Library Book Sale Today

The library is having a book sale during club hour, 12:45pm to 2:30pm in front of the cafeteria in the Namm building. We have paperbacks for $0.50, 3 pbs for $1.00, with hardcover books and textbooks for a $1.00.

Living Off the Land in Space Presentation – May 1st

DATE: Thursday, May 1, 2008
TIME: 12:45-2:30 p.m.
PLACE: A632 (Faculty/Staff Lounge)

The Ursula C. Schwerin Library will host a presentation by Physics Professor Gregory L. Matloff and Brooklyn artist C Bangs on the Library’s current exhibit Living Off the Land in Space.

Dr. Matloff and former NASA Fellow Bangs will discuss both the exhibit and their book of the same name co-authored with NASA manager Les Johnson.

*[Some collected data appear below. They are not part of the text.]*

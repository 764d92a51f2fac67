//! Type-erased view of a single stack slot.

use std::ffi::c_int;
use std::fmt;

use super::persistent::PersistentRef;
use super::stack::{LuaStack, LuaType};

/// A value that can live in one slot of the evaluation stack.
///
/// Values read back from the stack are `Integer` or `Double`; `Float` only
/// appears when native `f32` data is being encoded. The reference variants
/// own a registry handle, which must be given back with
/// [`StackValue::release`].
#[derive(Debug, PartialEq)]
pub enum StackValue {
    Nil,
    Boolean(bool),
    Integer(i64),
    Float(f32),
    Double(f64),
    String(String),
    Function(PersistentRef),
    Userdata(PersistentRef),
}

impl StackValue {
    /// Tag this value takes once pushed.
    pub fn lua_type(&self) -> LuaType {
        match self {
            Self::Nil => LuaType::Nil,
            Self::Boolean(_) => LuaType::Boolean,
            Self::Integer(_) | Self::Float(_) | Self::Double(_) => LuaType::Number,
            Self::String(_) => LuaType::String,
            Self::Function(_) => LuaType::Function,
            Self::Userdata(_) => LuaType::Userdata,
        }
    }

    /// Frees any registry handle held by this value.
    pub fn release(self, stack: &LuaStack) {
        match self {
            Self::Function(reference) | Self::Userdata(reference) => reference.release(stack),
            _ => {}
        }
    }
}

impl fmt::Display for StackValue {
    fn fmt(&self, f: &mut fmt::Formatter<'_>) -> fmt::Result {
        match self {
            Self::Nil => f.write_str("nil"),
            Self::Boolean(b) => write!(f, "{b}"),
            Self::Integer(n) => write!(f, "{n}"),
            Self::Float(n) => write!(f, "{n:?}"),
            Self::Double(n) => write!(f, "{n:?}"),
            Self::String(s) => f.write_str(s),
            Self::Function(r) => write!(f, "function: ref {}", r.id()),
            Self::Userdata(r) => write!(f, "userdata: ref {}", r.id()),
        }
    }
}

/// Renders any slot for log output without running metamethods and without
/// touching the stack.
pub fn describe(stack: &LuaStack, index: c_int) -> String {
    match stack.type_of(index) {
        LuaType::Nil | LuaType::None => "nil".to_string(),
        LuaType::Boolean => stack.to_boolean(index).to_string(),
        LuaType::Number | LuaType::String => stack.to_string_lossy(index).unwrap_or_default(),
        other => format!("{}: {:p}", other.name(), stack.to_pointer(index)),
    }
}
use std::rc::Rc;
use std::sync::{Mutex, Once};

use log::{Level, LevelFilter, Log, Metadata, Record};
use storytime::resources::input::{KeySource, KeyboardState};
use storytime::resources::lua_runtime::LuaRuntime;

struct Capture;

static LINES: Mutex<Vec<(Level, String, String)>> = Mutex::new(Vec::new());
static LOGGER: Capture = Capture;
static INIT: Once = Once::new();

impl Log for Capture {
    fn enabled(&self, _metadata: &Metadata) -> bool {
        true
    }

    fn log(&self, record: &Record) {
        LINES.lock().unwrap().push((
            record.level(),
            record.target().to_string(),
            record.args().to_string(),
        ));
    }

    fn flush(&self) {}
}

fn init_logger() {
    INIT.call_once(|| {
        log::set_logger(&LOGGER).unwrap();
        log::set_max_level(LevelFilter::Trace);
    });
}

/// Lines logged under the `lua` target that contain `marker`.
fn lua_lines(marker: &str) -> Vec<(Level, String)> {
    LINES
        .lock()
        .unwrap()
        .iter()
        .filter(|(_, target, message)| target == "lua" && message.contains(marker))
        .map(|(level, _, message)| (*level, message.clone()))
        .collect()
}

#[test]
fn log_joins_arguments_and_tags_the_caller() {
    init_logger();
    let rt = LuaRuntime::new().unwrap();
    rt.exec(
        "local hp = 3\nlog.info('marker-join', hp, nil, true)",
        "@scripts/status.lua",
    )
    .unwrap();
    assert_eq!(
        lua_lines("marker-join"),
        [(Level::Info, "[status.lua:2] marker-join 3 nil true".to_string())]
    );
}

#[test]
fn log_levels_map_to_facade_levels() {
    init_logger();
    let rt = LuaRuntime::new().unwrap();
    rt.exec(
        "log.trace('marker-lvl') log.debug('marker-lvl') log.warn('marker-lvl') \
         log.error('marker-lvl') log.critical('marker-lvl')",
        "@scripts/levels.lua",
    )
    .unwrap();
    let levels: Vec<_> = lua_lines("marker-lvl").into_iter().map(|(l, _)| l).collect();
    assert_eq!(
        levels,
        [Level::Trace, Level::Debug, Level::Warn, Level::Error, Level::Error]
    );
    let critical = lua_lines("CRITICAL: marker-lvl");
    assert_eq!(critical, [(Level::Error, "[levels.lua:1] CRITICAL: marker-lvl".to_string())]);
}

#[test]
fn failed_call_logs_code_and_stack() {
    init_logger();
    let rt = LuaRuntime::new().unwrap();
    rt.exec(
        "function explode()\n  error('marker-boom')\nend",
        "@scripts/boom.lua",
    )
    .unwrap();
    assert!(rt.call_function("explode", ()).is_err());

    let lines = lua_lines("marker-boom");
    assert!(lines.iter().any(|(level, message)| *level == Level::Error
        && message.starts_with("protected call failed with LUA_ERRRUN")));
    let dump = LINES.lock().unwrap().iter().any(|(_, target, message)| {
        target == "lua" && message.contains("explode (global) at scripts/boom.lua:2")
            || target == "lua" && message.contains("- (-) at scripts/boom.lua:2")
    });
    assert!(dump, "stack dump should name the failing frame");
}

#[derive(Default)]
struct Gauge {
    n: i32,
}

fn gauge_runtime(type_name: &str) -> LuaRuntime {
    let mut rt = LuaRuntime::new().unwrap();
    let gauge = rt.register_type::<Gauge>(type_name).unwrap();
    gauge.with_field("n", |p| &mut p.n);
    rt
}

#[test]
#[cfg(debug_assertions)]
fn unknown_field_fails_with_call_site() {
    init_logger();
    let rt = gauge_runtime("MarkerMeter");
    assert!(
        rt.exec("local p = MarkerMeter.new()\np.nope = 1", "@scripts/gauge.lua")
            .is_err()
    );
    assert!(lua_lines("unknown field 'nope' on MarkerMeter").iter().any(
        |(level, message)| *level == Level::Error
            && message
                == "protected call failed with LUA_ERRRUN: \
                    scripts/gauge.lua:2: unknown field 'nope' on MarkerMeter"
    ));
}

#[test]
#[cfg(not(debug_assertions))]
fn unknown_field_is_logged_with_call_site() {
    init_logger();
    let rt = gauge_runtime("MarkerGauge");
    rt.exec("local p = MarkerGauge.new()\np.nope = 1", "@scripts/gauge.lua")
        .unwrap();
    assert_eq!(
        lua_lines("unknown field 'nope' on MarkerGauge"),
        [(Level::Error, "[gauge.lua:2] unknown field 'nope' on MarkerGauge".to_string())]
    );
}

#[test]
fn keyboard_reads_host_state() {
    let keys = Rc::new(KeyboardState::new());
    let mut rt = LuaRuntime::new().unwrap();
    rt.install_keyboard(keys.clone()).unwrap();

    rt.exec("function held() return Keyboard.is_pressed('LEFT') end", "=test")
        .unwrap();
    assert!(!rt.call_function_returning::<_, bool>("held", ()).unwrap());
    keys.press(263);
    assert!(keys.is_pressed(263));
    assert!(rt.call_function_returning::<_, bool>("held", ()).unwrap());
}

#[test]
fn reinstalling_keyboard_swaps_the_source() {
    let mut rt = LuaRuntime::new().unwrap();
    rt.install_keyboard(Rc::new(KeyboardState::new())).unwrap();
    rt.exec("local is_pressed = Keyboard.is_pressed\nfunction held() return is_pressed(Keyboard.keys.UP) end", "=test")
        .unwrap();

    let fresh = Rc::new(KeyboardState::new());
    fresh.press(265);
    rt.install_keyboard(fresh).unwrap();
    assert!(rt.call_function_returning::<_, bool>("held", ()).unwrap());
}
use crate::resources::lua_runtime::{BridgeResult, LuaRuntime, Usertype};

/// Label drawn over an entity, exposed to scripts as `NameTag`.
#[derive(Clone, Debug, PartialEq, Eq)]
pub struct NameTag {
    pub name: String,
    pub visible: bool,
    /// Draw order; higher layers go on top.
    pub layer: i32,
}

impl Default for NameTag {
    fn default() -> Self {
        Self {
            name: String::new(),
            visible: true,
            layer: 0,
        }
    }
}

impl NameTag {
    pub const LUA_NAME: &'static str = "NameTag";

    pub fn register(runtime: &mut LuaRuntime) -> BridgeResult<Usertype<Self>> {
        let usertype = runtime.register_type::<Self>(Self::LUA_NAME)?;
        usertype
            .with_field("name", |t| &mut t.name)
            .with_field("visible", |t| &mut t.visible)
            .with_field("layer", |t| &mut t.layer);
        Ok(usertype)
    }
}
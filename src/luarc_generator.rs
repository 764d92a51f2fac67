//! Generator for `.luarc.json`, the Lua Language Server configuration.
//!
//! Produces a `.luarc.json` file that configures the Lua Language Server for
//! editor autocompletion based on the runtime's registered globals. The
//! generated config points to the generated stubs file.

use crate::resources::lua_runtime::LuaRuntime;
use std::path::Path;

/// Globals every runtime installs.
const BINDING_GLOBALS: &[&str] = &["log", "Keyboard"];

/// Generate `.luarc.json` content from the runtime's registered globals.
pub fn generate_luarc(runtime: &LuaRuntime, stubs_filename: &str) -> Result<String, String> {
    let mut globals: Vec<String> = BINDING_GLOBALS.iter().map(|g| g.to_string()).collect();
    globals.extend(runtime.usertypes().describe().into_iter().map(|meta| meta.name));

    let content = serde_json::json!({
        "$schema": "https://raw.githubusercontent.com/LuaLS/vscode-lua/master/setting/schema.json",
        "runtime.version": "Lua 5.4",
        "diagnostics.globals": globals,
        "workspace.library": [stubs_filename],
        "completion.autoRequire": false
    });

    serde_json::to_string_pretty(&content)
        .map_err(|e| format!("Failed to serialize .luarc.json: {e}"))
}

/// Write the generated `.luarc.json` content to a file.
pub fn write_luarc(path: &Path, content: &str) -> Result<(), String> {
    std::fs::write(path, content)
        .map_err(|e| format!("Failed to write {}: {e}", path.display()))
}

Please feel free to bring your lunch – light refreshments will be provided.For further information, contact Prof. Morris Hounion at mhounion@citytech.cuny.edu

Out to Eat

When: Wednesday, March 19 at 3:30 p.m.
Where: Janet Lefler Dining Room, N215
Refreshments will be served.

You are invited!
“Out to Eat:
The Emergence and Evolution of the Restaurant in Nineteenth-Century New York City”

Dr. Cindy Lobel will speak about the early 19th century growth of NYC into a metropolis and the related emergence and growth of restaurants. As the restaurant sector grew, restaurants became much more than places to eat. They were important locales of social and cultural interaction, of conspicuous consumption and class identity, as well as places of employment and a ladder of economic mobility for their proprietors.
Dr. Lobel is an Assistant Professor of History at Lehman College. She holds a B.A. from Tufts University and a Ph.D. from the CUNY Graduate Center, having also taught at Barnard, Columbia, Connecticut College, Baruch, and Hunter.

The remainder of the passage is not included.